Personal information
- Full name: Anthony Franken
- Date of birth: 11 January 1965 (age 61)
- Place of birth: Perth, Western Australia, Australia
- Height: 1.78 m (5 ft 10 in)
- Position: Goalkeeper

Team information
- Current team: Australia Women (goalkeeping coach)

Youth career
- East Fremantle Tricolore

Senior career*
- Years: Team / Apps / (Gls)
- 1982–1983: A.I.S.
- 1984–1986: Canberra City SC / 65 / (0)
- 1987–1991: Sydney Croatia / 91 / (0)
- 1991–1992: APIA / 24 / (0)
- 1992–1993: Sydney Croatia / 15 / (0)
- 1993: Sutherland Sharks / 8 / (0)
- 1993–1994: Sydney Croatia / 1 / (0)
- 1994: Rockdale Ilinden / 11 / (0)
- 1994–1995: Parramatta Eagles / 24 / (0)
- 1996–1997: Sydney Olympic FC / 16 / (0)
- 1997–2003: Perth Glory / 39 / (0)

International career
- 1983: Australia U20 / 3 / (0)
- 1984: Australia U23 / 0 / (0)
- 1984–1985: Australia B / 6 / (0)
- 1992: Australia / 2 / (0)

= Tony Franken =

Australian soccer player

Anthony "Tony" Franken (born 11 January 1965) is an Australian professional soccer goalkeeper coach and former professional goalkeeper. He is currently the goalkeeping coach of the Australian women's national football team.

==Biography==
Franken represented Australia on 14 occasions between 1984 and 1992 and represented his country at Under-20 level at the 1983 World Youth Cup Finals in Mexico and at Under-23 level in 1984.

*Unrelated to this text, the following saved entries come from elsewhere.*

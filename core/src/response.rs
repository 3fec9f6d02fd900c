//! Response validation and error translation.
//!
//! Every action's response passes through `validate` right after the round
//! trip, so all `Connection` operations share one error policy:
//!
//! 1. A non-2xx status is a transport failure, unless its body is an API
//!    error object, in which case the remote error wins.
//! 2. A JSON object carrying an `error` key becomes `ChimpError::Api` with the
//!    remote `code` and message copied verbatim.
//! 3. Anything else is returned unchanged for the action to decode.

use log::debug;
use serde::de::DeserializeOwned;
use serde_json::Value;

use crate::error::{ApiError, ChimpError, ErrorCode, Result, TransportError};
use crate::http::HttpResponse;

pub const ERROR_KEY: &str = "error";
pub const CODE_KEY: &str = "code";

/// Classify a transported response as success or failure.
pub fn validate(method: &str, response: HttpResponse) -> Result<Value> {
    let success = (200..300).contains(&response.status);

    let value: Value = match serde_json::from_str(&response.body) {
        Ok(value) => value,
        Err(source) if success => {
            return Err(ChimpError::Decode {
                method: method.to_string(),
                source,
            })
        }
        Err(_) => {
            return Err(TransportError::Status {
                status: response.status,
                body: response.body,
            }
            .into())
        }
    };

    if let Some(err) = api_error(&value) {
        debug!("{method} rejected by API: {err}");
        return Err(err.into());
    }

    if !success {
        return Err(TransportError::Status {
            status: response.status,
            body: response.body,
        }
        .into());
    }

    Ok(value)
}

/// Extract the remote error from a mapping that carries an error marker.
///
/// Also used on in-band per-item entries (batch errors, member lookups).
pub fn api_error(value: &Value) -> Option<ApiError> {
    let map = value.as_object()?;
    let error = map.get(ERROR_KEY)?;
    let message = match error {
        Value::String(s) => s.clone(),
        other => other.to_string(),
    };
    let code = map.get(CODE_KEY).and_then(ErrorCode::from_json);
    Some(ApiError { code, message })
}

/// Decode a validated value into the action's result type.
pub fn decode<R: DeserializeOwned>(method: &str, value: Value) -> Result<R> {
    serde_json::from_value(value).map_err(|source| ChimpError::Decode {
        method: method.to_string(),
        source,
    })
}

#[cfg(test)]
mod tests {
    use super::*;
    use serde_json::json;

    fn ok(body: &str) -> HttpResponse {
        HttpResponse {
            status: 200,
            body: body.to_string(),
        }
    }

    #[test]
    fn scalar_success_passes_through() {
        let value = validate("ping", ok(r#""Everything's Chimpy!""#)).unwrap();
        assert_eq!(value, json!("Everything's Chimpy!"));
    }

    #[test]
    fn boolean_success_passes_through() {
        assert_eq!(validate("listSubscribe", ok("true")).unwrap(), json!(true));
    }

    #[test]
    fn error_object_becomes_api_error() {
        let err = validate(
            "listMemberInfo",
            ok(r#"{"error":"The email address \"x@y.com\" does not belong to this list","code":232}"#),
        )
        .unwrap_err();
        let api = err.as_api().unwrap();
        assert_eq!(api.code, Some(ErrorCode::from(232)));
        assert_eq!(
            api.message,
            "The email address \"x@y.com\" does not belong to this list"
        );
    }

    #[test]
    fn oversized_code_is_kept_verbatim() {
        let err = validate("ping", ok(r#"{"error":"boom","code":18446744073709551615}"#)).unwrap_err();
        let code = err.as_api().unwrap().code.clone().unwrap();
        assert_eq!(code.to_string(), "18446744073709551615");
    }

    #[test]
    fn error_object_without_code() {
        let err = validate("ping", ok(r#"{"error":"bad"}"#)).unwrap_err();
        assert_eq!(err.as_api().unwrap().code, None);
    }

    #[test]
    fn mapping_without_error_key_is_success() {
        let value = validate("lists", ok(r#"{"total":0,"data":[]}"#)).unwrap();
        assert_eq!(value["total"], 0);
    }

    #[test]
    fn error_key_inside_sequence_is_not_translated() {
        let value = validate("x", ok(r#"[{"error":"in-band"}]"#)).unwrap();
        assert!(value.is_array());
    }

    #[test]
    fn non_2xx_with_error_body_is_api_error() {
        let response = HttpResponse {
            status: 500,
            body: r#"{"error":"Invalid Mailchimp API Key","code":104}"#.to_string(),
        };
        let err = validate("ping", response).unwrap_err();
        assert_eq!(err.as_api().unwrap().code, Some(ErrorCode::from(104)));
    }

    #[test]
    fn non_2xx_without_error_body_is_transport_error() {
        let response = HttpResponse {
            status: 503,
            body: "<html>maintenance</html>".to_string(),
        };
        let err = validate("ping", response).unwrap_err();
        assert!(matches!(
            err,
            ChimpError::Transport(TransportError::Status { status: 503, .. })
        ));
    }

    #[test]
    fn non_2xx_with_json_success_shape_is_transport_error() {
        let response = HttpResponse {
            status: 404,
            body: r#"{"data":[]}"#.to_string(),
        };
        let err = validate("lists", response).unwrap_err();
        assert!(matches!(err, ChimpError::Transport(_)));
    }

    #[test]
    fn invalid_json_on_success_is_decode_error() {
        let err = validate("ping", ok("not json")).unwrap_err();
        assert!(matches!(err, ChimpError::Decode { ref method, .. } if method == "ping"));
    }

    #[test]
    fn decode_reports_shape_mismatch() {
        let err = decode::<bool>("listSubscribe", json!("yes")).unwrap_err();
        assert!(matches!(err, ChimpError::Decode { .. }));
    }
}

Franken started playing junior soccer for East Fremantle Tricolore before he played for many professional clubs in Australia including Sydney Croatia, APIA Leichhardt, Perth Glory, Sydney Olympic, Parramatta Eagles and Canberra City. He was awarded the NSL Under 21 Player of the Year in 1984.

Between 2006 and 2018 he was the goalkeeper coach for the Australian men's national soccer team. Since 2020, he has been the goalkeeping coach for the Australian women's national soccer team.